=== Information shown ===

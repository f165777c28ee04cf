/*!
 * Tests for the contact form flow over the mock backend
 */

use std::sync::Arc;

use anyhow::Result;
use leafscan::app_controller::{ContactOutcome, Controller};
use leafscan::backend::mock::MockBackend;
use leafscan::ui::Notification;

/// Test the happy path: fields cleared, control restored
#[tokio::test]
async fn test_submitContact_withAcceptingBackend_shouldClearFormAndRestoreControl() -> Result<()> {
    let controller = Controller::new_for_test(Arc::new(MockBackend::working()))?;
    let original_label = controller.view().contact.submit_label.clone();

    let outcome = controller
        .submit_contact("Asha", "asha@example.com", "My tomato plants are wilting")
        .await?;

    assert_eq!(outcome, ContactOutcome::Sent);

    let form = controller.view().contact;
    assert!(form.name.is_empty());
    assert!(form.email.is_empty());
    assert!(form.message.is_empty());
    assert!(!form.sending);
    assert_eq!(form.submit_label, original_label);
    assert!(matches!(form.notification, Some(Notification::Success(_))));

    Ok(())
}

/// Test the refusal path: fields kept, failure shown
#[tokio::test]
async fn test_submitContact_withRefusingBackend_shouldKeepFields() -> Result<()> {
    let controller = Controller::new_for_test(Arc::new(MockBackend::rejecting("mailbox full")))?;

    let outcome = controller
        .submit_contact("Asha", "asha@example.com", "hello")
        .await?;

    assert_eq!(outcome, ContactOutcome::Failed(Some("mailbox full".to_string())));

    let form = controller.view().contact;
    assert_eq!(form.name, "Asha");
    assert!(!form.sending);
    assert_eq!(
        form.notification,
        Some(Notification::Failure("mailbox full".to_string()))
    );

    Ok(())
}

/// Test the transport-failure path: control restored, failure shown
#[tokio::test]
async fn test_submitContact_withFailingBackend_shouldRestoreControl() -> Result<()> {
    let controller = Controller::new_for_test(Arc::new(MockBackend::failing()))?;
    let original_label = controller.view().contact.submit_label.clone();

    let outcome = controller
        .submit_contact("Asha", "asha@example.com", "hello")
        .await?;

    assert_eq!(outcome, ContactOutcome::ConnectionFailed);

    let form = controller.view().contact;
    assert!(!form.sending);
    assert_eq!(form.submit_label, original_label);
    assert!(matches!(form.notification, Some(Notification::Failure(_))));

    Ok(())
}

/// Test that a second submission is refused while one is in flight
#[tokio::test]
async fn test_submitContact_whileSending_shouldBeRefused() -> Result<()> {
    let controller = Arc::new(Controller::new_for_test(Arc::new(MockBackend::slow(200)))?);

    let first = {
        let controller = Arc::clone(&controller);
        tokio::spawn(async move {
            controller
                .submit_contact("Asha", "asha@example.com", "first message")
                .await
        })
    };

    tokio::time::sleep(tokio::time::Duration::from_millis(50)).await;

    let second = controller
        .submit_contact("Ravi", "ravi@example.com", "second message")
        .await?;
    assert_eq!(second, ContactOutcome::AlreadySending);

    let first_outcome = first.await??;
    assert_eq!(first_outcome, ContactOutcome::Sent);

    Ok(())
}
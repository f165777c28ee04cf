/*!
 * End-to-end tests for the upload-and-render flow over the mock backend
 */

use std::sync::Arc;

use anyhow::Result;
use leafscan::app_controller::{Controller, DiagnosisOutcome};
use leafscan::backend::mock::MockBackend;
use leafscan::backend::PredictResponse;
use leafscan::language::Language;
use leafscan::ui::{BadgeStyle, DiagnosisStatus};

use crate::common;

/// Test the happy path: full diagnosis applied to the panel
#[tokio::test]
async fn test_diagnose_withWorkingBackend_shouldRenderFullPanel() -> Result<()> {
    let temp_dir = common::create_temp_dir()?;
    let image = common::create_test_image(&temp_dir.path().to_path_buf(), "leaf.jpg")?;

    let controller = Controller::new_for_test(Arc::new(MockBackend::working()))?;
    let outcome = controller.diagnose(&image).await?;

    assert_eq!(outcome, DiagnosisOutcome::Diagnosed);

    let view = controller.view();
    assert!(view.panel.visible);
    assert_eq!(view.panel.file_name.as_deref(), Some("leaf.jpg"));
    // Underscores in the class name are replaced by spaces
    assert_eq!(
        view.panel.status,
        DiagnosisStatus::Diagnosed("Tomato Late Blight".to_string())
    );
    assert_eq!(view.panel.badge.text, "Offline Database");
    assert_eq!(view.panel.badge.style, BadgeStyle::Offline);
    assert_eq!(view.panel.image_path.as_deref(), Some("static/uploads/leaf.jpg"));
    assert!(view.panel.search_url.is_some());
    assert!(view.solution.is_some());
    // English text is rendered under the default language
    let record = view.solution.as_ref().unwrap();
    assert_eq!(view.panel.description, record.description(Language::En));
    assert_eq!(view.panel.remedy, record.remedy(Language::En));

    Ok(())
}

/// Test underscore cleanup on a multi-word class name
#[tokio::test]
async fn test_diagnose_withUnderscoredClassName_shouldRenderSpacedLabel() -> Result<()> {
    let temp_dir = common::create_temp_dir()?;
    let image = common::create_test_image(&temp_dir.path().to_path_buf(), "leaf.jpg")?;

    let backend = MockBackend::working().with_custom_response(|upload| PredictResponse {
        result: "Tomato_Leaf_Mold".to_string(),
        source: "AI Diagnosis (Llama Vision)".to_string(),
        image_path: format!("static/uploads/{}", upload.file_name),
        ..PredictResponse::default()
    });

    let controller = Controller::new_for_test(Arc::new(backend))?;
    controller.diagnose(&image).await?;

    let view = controller.view();
    assert_eq!(
        view.panel.status,
        DiagnosisStatus::Diagnosed("Tomato Leaf Mold".to_string())
    );
    assert_eq!(view.panel.status.to_string(), "Tomato Leaf Mold");
    assert!(!view.panel.status.to_string().contains('_'));
    // An AI-assisted source gets the online badge style
    assert_eq!(view.panel.badge.style, BadgeStyle::Online);

    Ok(())
}

/// Test the application-level error path: label flips, nothing else moves
#[tokio::test]
async fn test_diagnose_withRejectingBackend_shouldOnlyFlipLabel() -> Result<()> {
    let temp_dir = common::create_temp_dir()?;
    let image = common::create_test_image(&temp_dir.path().to_path_buf(), "leaf.jpg")?;

    let controller = Controller::new_for_test(Arc::new(MockBackend::rejecting("no file")))?;
    let outcome = controller.diagnose(&image).await?;

    assert_eq!(outcome, DiagnosisOutcome::Rejected("no file".to_string()));

    let view = controller.view();
    assert_eq!(view.panel.status, DiagnosisStatus::Error);
    assert_eq!(view.panel.notice.as_deref(), Some("Error: no file"));
    // Image, badge, and link are not updated
    assert!(view.panel.image_path.is_none());
    assert_eq!(view.panel.badge.text, "Connecting...");
    assert_eq!(view.panel.badge.style, BadgeStyle::Neutral);
    assert!(view.panel.search_url.is_none());
    assert!(view.solution.is_none());

    Ok(())
}

/// Test the transport-failure path: connection-failed label plus hint,
/// loading state left elsewhere
#[tokio::test]
async fn test_diagnose_withFailingBackend_shouldShowConnectionFailure() -> Result<()> {
    let temp_dir = common::create_temp_dir()?;
    let image = common::create_test_image(&temp_dir.path().to_path_buf(), "leaf.jpg")?;

    let controller = Controller::new_for_test(Arc::new(MockBackend::failing()))?;
    let outcome = controller.diagnose(&image).await?;

    assert_eq!(outcome, DiagnosisOutcome::ConnectionFailed);

    let view = controller.view();
    assert_eq!(view.panel.status, DiagnosisStatus::ConnectionFailed);
    assert!(view.panel.hint.as_deref().unwrap_or_default().contains("backend server"));
    // Badge and description keep their loading values
    assert_eq!(view.panel.badge.text, "Connecting...");
    assert_eq!(view.panel.description, "Fetching details...");
    assert_eq!(view.panel.remedy, "Fetching remedy...");

    Ok(())
}

/// Test that a response without an info bundle keeps the placeholders
#[tokio::test]
async fn test_diagnose_withNoInfo_shouldKeepFetchingPlaceholders() -> Result<()> {
    let temp_dir = common::create_temp_dir()?;
    let image = common::create_test_image(&temp_dir.path().to_path_buf(), "leaf.jpg")?;

    let controller = Controller::new_for_test(Arc::new(MockBackend::no_info()))?;
    let outcome = controller.diagnose(&image).await?;

    assert_eq!(outcome, DiagnosisOutcome::Diagnosed);

    let view = controller.view();
    assert!(view.solution.is_none());
    assert_eq!(view.panel.description, "Fetching details...");

    Ok(())
}

/// Test language toggling over a diagnosed panel
#[tokio::test]
async fn test_toggleLanguage_afterDiagnosis_shouldRerenderConsistently() -> Result<()> {
    let temp_dir = common::create_temp_dir()?;
    let image = common::create_test_image(&temp_dir.path().to_path_buf(), "leaf.jpg")?;

    let controller = Controller::new_for_test(Arc::new(MockBackend::working()))?;
    controller.diagnose(&image).await?;

    let english = controller.view();
    let record = english.solution.clone().unwrap();

    controller.toggle_language();
    let hindi = controller.view();
    // Both fields flip together - never a mix of the two languages
    assert_eq!(hindi.panel.description, record.description(Language::Hi));
    assert_eq!(hindi.panel.remedy, record.remedy(Language::Hi));

    controller.toggle_language();
    let back = controller.view();
    assert_eq!(back.panel.description, english.panel.description);
    assert_eq!(back.panel.remedy, english.panel.remedy);

    Ok(())
}

/// Test request fencing: a superseded response never overwrites the panel
#[tokio::test]
async fn test_diagnose_whenSuperseded_shouldDiscardStaleResponse() -> Result<()> {
    let temp_dir = common::create_temp_dir()?;
    let dir = temp_dir.path().to_path_buf();
    let first_image = common::create_test_image(&dir, "first.jpg")?;
    let second_image = common::create_test_image(&dir, "second.jpg")?;

    let controller = Arc::new(Controller::new_for_test(Arc::new(MockBackend::slow(200)))?);

    let first = {
        let controller = Arc::clone(&controller);
        tokio::spawn(async move { controller.diagnose(&first_image).await })
    };

    // Let the first request leave before issuing the second
    tokio::time::sleep(tokio::time::Duration::from_millis(50)).await;

    let second = {
        let controller = Arc::clone(&controller);
        tokio::spawn(async move { controller.diagnose(&second_image).await })
    };

    let first_outcome = first.await??;
    let second_outcome = second.await??;

    assert_eq!(first_outcome, DiagnosisOutcome::Superseded);
    assert_eq!(second_outcome, DiagnosisOutcome::Diagnosed);

    // The panel reflects the second upload only
    let view = controller.view();
    assert_eq!(view.panel.file_name.as_deref(), Some("second.jpg"));
    assert_eq!(view.panel.image_path.as_deref(), Some("static/uploads/second.jpg"));

    Ok(())
}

===

Only the lines above starting at the line that holds "state left elsewhere" and ending at the line that holds "fn test_diagnose_withNoInfo_shouldKeepFetchingPlaceholders() ->" are to be repeated, exactly and in full.

/// loading state left elsewhere
#[tokio::test]
async fn test_diagnose_withFailingBackend_shouldShowConnectionFailure() -> Result<()> {
    let temp_dir = common::create_temp_dir()?;
    let image = common::create_test_image(&temp_dir.path().to_path_buf(), "leaf.jpg")?;

    let controller = Controller::new_for_test(Arc::new(MockBackend::failing()))?;
    let outcome = controller.diagnose(&image).await?;

    assert_eq!(outcome, DiagnosisOutcome::ConnectionFailed);

    let view = controller.view();
    assert_eq!(view.panel.status, DiagnosisStatus::ConnectionFailed);
    assert!(view.panel.hint.as_deref().unwrap_or_default().contains("backend server"));
    // Badge and description keep their loading values
    assert_eq!(view.panel.badge.text, "Connecting...");
    assert_eq!(view.panel.description, "Fetching details...");
    assert_eq!(view.panel.remedy, "Fetching remedy...");

    Ok(())
}

/// Test that a response without an info bundle keeps the placeholders
#[tokio::test]
async fn test_diagnose_withNoInfo_shouldKeepFetchingPlaceholders() -> Result<()> {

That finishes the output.